# Task requirements
When the string "tracker" occurs in a line of the records, show that line.

[Dataset entries]
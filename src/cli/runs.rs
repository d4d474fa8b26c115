// SPDX-License-Identifier: MIT OR Apache-2.0
// Copyright (c) 2025 dagflow contributors

//! Runs command - list recorded runs

use colored::Colorize;
use miette::Result;
use std::collections::HashMap;

use super::Context;
use crate::tracker::{NodeStatus, RunTracker};
use crate::utils::{print_header, run_status};

/// Run the runs command
pub async fn run(ctx: &Context, experiment: Option<String>) -> Result<()> {
    let tracker = ctx.tracker()?;

    let experiment_id = match &experiment {
        Some(name) => match tracker.get_experiment(name).await? {
            Some(found) => Some(found.id),
            None => {
                println!("{}", format!("No experiment named '{}'.", name).dimmed());
                return Ok(());
            }
        },
        None => None,
    };

    let names: HashMap<String, String> = tracker
        .list_experiments()
        .await?
        .into_iter()
        .map(|e| (e.id, e.name))
        .collect();
    let runs = tracker.list_runs(experiment_id.as_deref()).await?;

    print_header("Runs");
    if runs.is_empty() {
        println!("{}", "  No runs recorded.".dimmed());
        return Ok(());
    }

    for run in &runs {
        let experiment = names.get(&run.experiment_id).map(String::as_str).unwrap_or("?");
        println!(
            "  {}  {:<10} {} [{}] {}/{} succeeded  {}",
            run.run_id.dimmed(),
            run_status(run.status),
            run.run_name,
            experiment,
            run.count(NodeStatus::Succeeded),
            run.nodes.len(),
            run.created_at.format("%Y-%m-%d %H:%M:%S").to_string().dimmed()
        );
    }

    Ok(())
}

# Expected output
use crate::tracker::{NodeStatus, RunTracker};
    let tracker = ctx.tracker()?;
        Some(name) => match tracker.get_experiment(name).await? {
    let names: HashMap<String, String> = tracker
    let runs = tracker.list_runs(experiment_id.as_deref()).await?;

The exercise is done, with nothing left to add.